3. A combination of the above two - keep it as inline node and at the same
time add it as a child. The push process continues using the former and the
pull uses the latter.

So far, I settled for the second one.

The second question is about resetting inner node executor state while
iterating over the outer node. Unfortunately, it's not that straightforward
as in case of the nestloop. The main differences is that it must take a
parameters - outer tuple. The question is how to pass it to the executor. I
can add one more pair of public/protected reset_state_pull methods which
take tuple as an input parameter in addition to already existing
parameter-less pair, but it doesn't look pretty. The other option is to call
IndexScanExecutor directly from the loop and reset its state via a new
specific method. The obvious draw back is that we use two different
approaches for resetting the state for nestloops.

Thanks,
Mike

Paul Martel

unread,
Jun 6, 2012, 10:01:43 PM6/6/12
to voltd...@googlegroups.com
Hi Mike.

On Tue, Jun 5, 2012 at 11:54 AM, mike alexeev <michael...@gmail.com> wrote:
Hi Paul, I am almost done with the nestloopindexexecutor conversion but there are couple of design decisions I would like to clarify. Both of them are related to the fact that index scan node is currently inlined within the nestloopindex node and won't be initialized via the 'normal' pre_execute_pull initialization. To properly initialize index scan before the execute call we can
1. Make it not inlined but a regular child of the nestloopindex executor similar to the nestloop one. This is probably the right way to go in the long run but it will brake current push process
2. Keep it inlined for now until all executors are converted. It allows for both approaches to co-exists. The only draw back is that indexscan node needs to be explicitly initialized from within nestloopindexexecutor::p_pre_execute_pull call. As soon as all executors support the pull this initialization needs to be removed.
3. A combination of the above two - keep it as inline node and at the same time add it as a child. The push process continues using the former and the pull uses the latter.

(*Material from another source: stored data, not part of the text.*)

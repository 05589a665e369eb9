//! Data model shared by the router, dispatcher and combiner.
//!
//! All buffers are flat, row-major `f32` vectors paired with explicit row
//! counts and widths, matching the `&[f32]` + `batch_size` convention used by
//! the layers in [`crate::routing`] and [`crate::experts`].

mod batch;
mod output;
mod partition;
mod weights;


pub use batch::Batch;
pub use output::{CombinedOutput, SubBatch};
pub use partition::Partition;
pub use weights::RoutingWeights;

use crate::error::{MoeError, MoeResult};

/// Reject NaN anywhere in `values`, reporting the first offending index.
pub(crate) fn ensure_no_nan(values: &[f32]) -> MoeResult<()> {
    match values.iter().position(|v| v.is_nan()) {
        Some(index) => Err(MoeError::InvalidValue {
            index,
            value: values[index],
        }),
        None => Ok(()),
    }
}
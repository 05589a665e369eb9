//! Routing forward pass.

use rand::Rng;
use rand_distr::{Distribution, StandardNormal};
use tracing::{debug, warn};

use crate::error::{MoeError, MoeResult};
use crate::types::{Batch, RoutingWeights};

use super::super::load::expected_load;
use super::super::math::softplus;
use super::super::top_k::select_top_k;
use super::core::Router;

const ROW_SUM_TOLERANCE: f32 = 1e-4;

/// How a [`RoutingDecision`]'s load was computed.
#[derive(Debug, Clone, Copy, PartialEq, Eq)]
pub enum LoadKind {
    /// Probability mass of landing in the top k under resampled noise.
    Expected,
    /// Number of units with a nonzero gate.
    Counted,
}

/// Output of one routing call.
#[derive(Debug, Clone)]
pub struct RoutingDecision {
    /// Sparse gates [batch_size, num_experts], at most k nonzero per row.
    pub weights: RoutingWeights,
    /// Per-expert load [num_experts].
    pub load: Vec<f32>,
    pub load_kind: LoadKind,
}

/// Noisy scores together with the noise scale that produced them.
#[derive(Debug, Clone, Copy)]
pub struct NoiseSample<'a> {
    /// `clean + N(0,1) * stddev` [batch_size * num_experts]
    pub noisy: &'a [f32],
    /// Per-entry noise standard deviation, strictly positive [batch_size * num_experts]
    pub stddev: &'a [f32],
}

/// Gate a precomputed score matrix.
///
/// Selects the top k of the noisy scores when `noise` is given, otherwise
/// of `clean`. The load is the expected load when noise is given and
/// `top_k < num_experts`, the counted load otherwise.
///
/// # Errors
///
/// - `MoeError::ConfigError` if top_k is outside [1, num_experts]
/// - `MoeError::DimensionMismatch` if any buffer has the wrong length
/// - `MoeError::InvalidValue` if a noise stddev is not strictly positive
/// - `MoeError::RoutingError` if any clean or noisy score is NaN or infinite
pub fn gate_scores(
    clean: &[f32],
    noise: Option<NoiseSample<'_>>,
    batch_size: usize,
    num_experts: usize,
    top_k: usize,
) -> MoeResult<RoutingDecision> {
    if let Some(sample) = &noise {
        for buffer in [sample.noisy, sample.stddev] {
            if buffer.len() != clean.len() {
                return Err(MoeError::DimensionMismatch {
                    expected: clean.len(),
                    got: buffer.len(),
                });
            }
        }
        if let Some(index) = sample.stddev.iter().position(|&s| s.is_nan() || s <= 0.0) {
            return Err(MoeError::InvalidValue {
                index,
                value: sample.stddev[index],
            });
        }
    }

    ensure_finite_scores("clean", clean)?;
    if let Some(sample) = &noise {
        ensure_finite_scores("noisy", sample.noisy)?;
    }

    let ranked_scores = noise.map_or(clean, |sample| sample.noisy);
    let selection = select_top_k(ranked_scores, batch_size, num_experts, top_k)?;

    for unit in 0..batch_size {
        let sum: f32 = selection.weights.row(unit).iter().sum();
        if (sum - 1.0).abs() > ROW_SUM_TOLERANCE {
            warn!(unit, sum, "Routing weights do not sum to 1");
        }
    }

    let (load, load_kind) = match noise {
        Some(sample) if top_k < num_experts => (
            expected_load(
                clean,
                sample.noisy,
                sample.stddev,
                &selection.top_values,
                selection.m,
                num_experts,
                top_k,
            ),
            LoadKind::Expected,
        ),
        _ => (selection.weights.unit_counts(), LoadKind::Counted),
    };

    Ok(RoutingDecision {
        weights: selection.weights,
        load,
        load_kind,
    })
}

fn ensure_finite_scores(kind: &str, scores: &[f32]) -> MoeResult<()> {
    match scores.iter().position(|s| !s.is_finite()) {
        Some(index) => Err(MoeError::RoutingError {
            message: format!(
                "{} gate score at index {} is {}; check summaries and gate weights for overflow",
                kind, index, scores[index]
            ),
        }),
        None => Ok(()),
    }
}

impl Router {
    /// Route a batch of summaries.
    ///
    /// # Processing Steps
    ///
    /// 1. Clean scores: `summaries @ W_gate`
    /// 2. If `training` and noisy gating is on: add `N(0,1) * (softplus(summaries @ W_noise) + eps)`
    /// 3. Top-k per row, softmax over the selected scores
    /// 4. Load (expected or counted)
    ///
    /// # Arguments
    ///
    /// * `summaries` - Routing summaries [batch_size * summary_dim]
    /// * `batch_size` - Number of units
    /// * `training` - Enables gating noise
    /// * `rng` - Noise source; untouched unless noise is sampled
    ///
    /// # Errors
    ///
    /// - `MoeError::EmptyInput` if batch_size == 0
    /// - `MoeError::InvalidDimension` if summaries has the wrong length
    /// - `MoeError::InvalidValue` if summaries contain NaN
    /// - `MoeError::RoutingError` if scores overflow or become NaN
    pub fn route<R: Rng + ?Sized>(
        &self,
        summaries: &[f32],
        batch_size: usize,
        training: bool,
        rng: &mut R,
    ) -> MoeResult<RoutingDecision> {
        let clean = self.w_gate.forward(summaries, batch_size)?;

        let decision = if training && self.noisy_gating {
            let raw_stddev = self.w_noise.forward(summaries, batch_size)?;
            let stddev: Vec<f32> = raw_stddev
                .iter()
                .map(|&x| softplus(x) + self.noise_epsilon)
                .collect();
            let noisy: Vec<f32> = clean
                .iter()
                .zip(&stddev)
                .map(|(&c, &s)| {
                    let z: f32 = StandardNormal.sample(rng);
                    c + z * s
                })
                .collect();

            gate_scores(
                &clean,
                Some(NoiseSample {
                    noisy: &noisy,
                    stddev: &stddev,
                }),
                batch_size,
                self.num_experts,
                self.top_k,
            )?
        } else {
            gate_scores(&clean, None, batch_size, self.num_experts, self.top_k)?
        };

        debug!(
            batch_size,
            training,
            load_kind = ?decision.load_kind,
            routed_edges = decision.weights.nonzero_count(),
            "Router forward pass"
        );

        Ok(decision)
    }

    /// Route a [`Batch`] using its summaries.
    ///
    /// # Errors
    ///
    /// - `MoeError::InvalidDimension` if the batch's summary width differs from the router's
    /// - Same as [`Router::route`] otherwise
    pub fn route_batch<R: Rng + ?Sized>(
        &self,
        batch: &Batch,
        training: bool,
        rng: &mut R,
    ) -> MoeResult<RoutingDecision> {
        if batch.summary_dim() != self.summary_dim() {
            return Err(MoeError::InvalidDimension {
                expected: self.summary_dim(),
                actual: batch.summary_dim(),
            });
        }
        self.route(batch.summaries(), batch.batch_size(), training, rng)
    }
}
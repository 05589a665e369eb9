//! Bias-free linear projection used for the gate and noise maps.
//!
//! Transforms routing summaries from `in_features` to one score per expert.

use rand::Rng;

use crate::error::{MoeError, MoeResult};

/// Linear projection without bias.
///
/// # Formula
///
/// ```text
/// y = x @ W^T
/// ```
///
/// where:
/// - `x`: Input [batch_size, in_features]
/// - `W`: Weight matrix [out_features, in_features]
/// - `y`: Output [batch_size, out_features]
#[derive(Debug, Clone, PartialEq)]
pub struct Linear {
    /// Weight matrix (row-major): [out_features, in_features]
    weights: Vec<f32>,
    in_features: usize,
    out_features: usize,
}

impl Linear {
    /// All-zero projection.
    ///
    /// Gate and noise maps start here, so an untrained router scores every
    /// expert equally and breaks ties by expert index.
    ///
    /// # Errors
    ///
    /// Returns `MoeError::InvalidDimension` if either dimension is 0.
    pub fn zeros(in_features: usize, out_features: usize) -> MoeResult<Self> {
        Self::check_dims(in_features, out_features)?;
        Ok(Self {
            weights: vec![0.0; out_features * in_features],
            in_features,
            out_features,
        })
    }

    /// Xavier-uniform initialization: `U(-sqrt(6/(in+out)), sqrt(6/(in+out)))`.
    ///
    /// # Errors
    ///
    /// Returns `MoeError::InvalidDimension` if either dimension is 0.
    pub fn xavier<R: Rng + ?Sized>(
        in_features: usize,
        out_features: usize,
        rng: &mut R,
    ) -> MoeResult<Self> {
        Self::check_dims(in_features, out_features)?;

        let limit = (6.0 / (in_features + out_features) as f64).sqrt();
        let weights: Vec<f32> = (0..(out_features * in_features))
            .map(|_| rng.gen_range((-limit)..limit) as f32)
            .collect();

        Ok(Self {
            weights,
            in_features,
            out_features,
        })
    }

    /// Create a projection with provided weights, row-major `[out_features, in_features]`.
    ///
    /// # Errors
    ///
    /// - `MoeError::InvalidDimension` if either dimension is 0
    /// - `MoeError::DimensionMismatch` if `weights.len() != out_features * in_features`
    /// - `MoeError::InvalidValue` if a weight is NaN
    pub fn with_weights(
        in_features: usize,
        out_features: usize,
        weights: Vec<f32>,
    ) -> MoeResult<Self> {
        Self::check_dims(in_features, out_features)?;
        let expected = out_features * in_features;
        if weights.len() != expected {
            return Err(MoeError::DimensionMismatch {
                expected,
                got: weights.len(),
            });
        }
        crate::types::ensure_no_nan(&weights)?;

        Ok(Self {
            weights,
            in_features,
            out_features,
        })
    }

    fn check_dims(in_features: usize, out_features: usize) -> MoeResult<()> {
        if in_features == 0 || out_features == 0 {
            return Err(MoeError::InvalidDimension {
                expected: 1,
                actual: 0,
            });
        }
        Ok(())
    }

    /// Get input dimension.
    #[inline]
    #[must_use]
    pub fn in_features(&self) -> usize {
        self.in_features
    }

    /// Get output dimension.
    #[inline]
    #[must_use]
    pub fn out_features(&self) -> usize {
        self.out_features
    }

    /// Get the weight matrix.
    #[inline]
    #[must_use]
    pub fn weights(&self) -> &[f32] {
        &self.weights
    }

    /// Forward pass: `y = x @ W^T` for each row of the batch.
    ///
    /// # Errors
    ///
    /// - `MoeError::EmptyInput` if batch_size == 0
    /// - `MoeError::InvalidDimension` if input length != batch_size * in_features
    /// - `MoeError::InvalidValue` if input contains NaN
    pub fn forward(&self, input: &[f32], batch_size: usize) -> MoeResult<Vec<f32>> {
        if batch_size == 0 {
            return Err(MoeError::EmptyInput);
        }

        let expected_len = batch_size * self.in_features;
        if input.len() != expected_len {
            return Err(MoeError::InvalidDimension {
                expected: expected_len,
                actual: input.len(),
            });
        }
        crate::types::ensure_no_nan(input)?;

        let mut output = vec![0.0f32; batch_size * self.out_features];

        for (x, y) in input
            .chunks_exact(self.in_features)
            .zip(output.chunks_exact_mut(self.out_features))
        {
            for (o, out) in y.iter_mut().enumerate() {
                let w = &self.weights[o * self.in_features..(o + 1) * self.in_features];
                *out = x.iter().zip(w).map(|(a, b)| a * b).sum();
            }
        }

        Ok(output)
    }
}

So far, I settled for the second one.
Yes. This sounds good for the short-to-medium term, though I'm not following you about how later "this initialization needs to be removed" -- what would replace it?
The second question is about resetting inner node executor state while iterating over the outer node. Unfortunately, it's not that straightforward as in case of the nestloop. The main differences is that it must take a parameters - outer tuple.  The question is how to pass it to the executor. I can add one more pair of public/protected reset_state_pull methods which take tuple as an input parameter in addition to already existing parameter-less pair, but it doesn't look pretty. The other option is to call IndexScanExecutor directly from the loop and reset its state via a new specific method. The obvious draw back is that we use two different approaches for resetting the state for nestloops.
Postgres has a model for this that is based on a generalization of parameters. In VoltDB, parameters are assumed constant for the life of a query and so are dealt with once in the p_init method. In Postgres, parameters can also be things like specific values from an outer tuple that are used to init/reset inner table executor nodes (like, in our case, the start/end keys/criteria of the inner index scan) for shorter time periods than the query lifetime. This idea of dynamically reset parameters has other applications (like in correlated sub-queries) as the complexity of supported queries grows. So, I don't think that it's completely over-the-top to consider an AbstractExecutorState API for reinit with changed "parameters". It's true that an outer tuple does not look all that much like the vector of parameters we pass to p_init, but there are definite similarities in how they are used. Maybe it even makes sense for query parameters to be packed into a dummy pre-set "outer tuple" and for expression eval to extract them as "columns", so we get some greater consistency. I think that it SEEMS uglier now than it actually some day will be to have this generalized reset/reinit functionality, due to its currently limited applicability to this one case. Even just considering different kinds of nest loops, I can imagine a future where correct "outer join" support forces us to allow joins to nest both on their outer sides (as now) AND on their inner sides so that you could even be joining two joins, not just a join and a scan. We might have to propagate outer tuple values into inner child joins in that case.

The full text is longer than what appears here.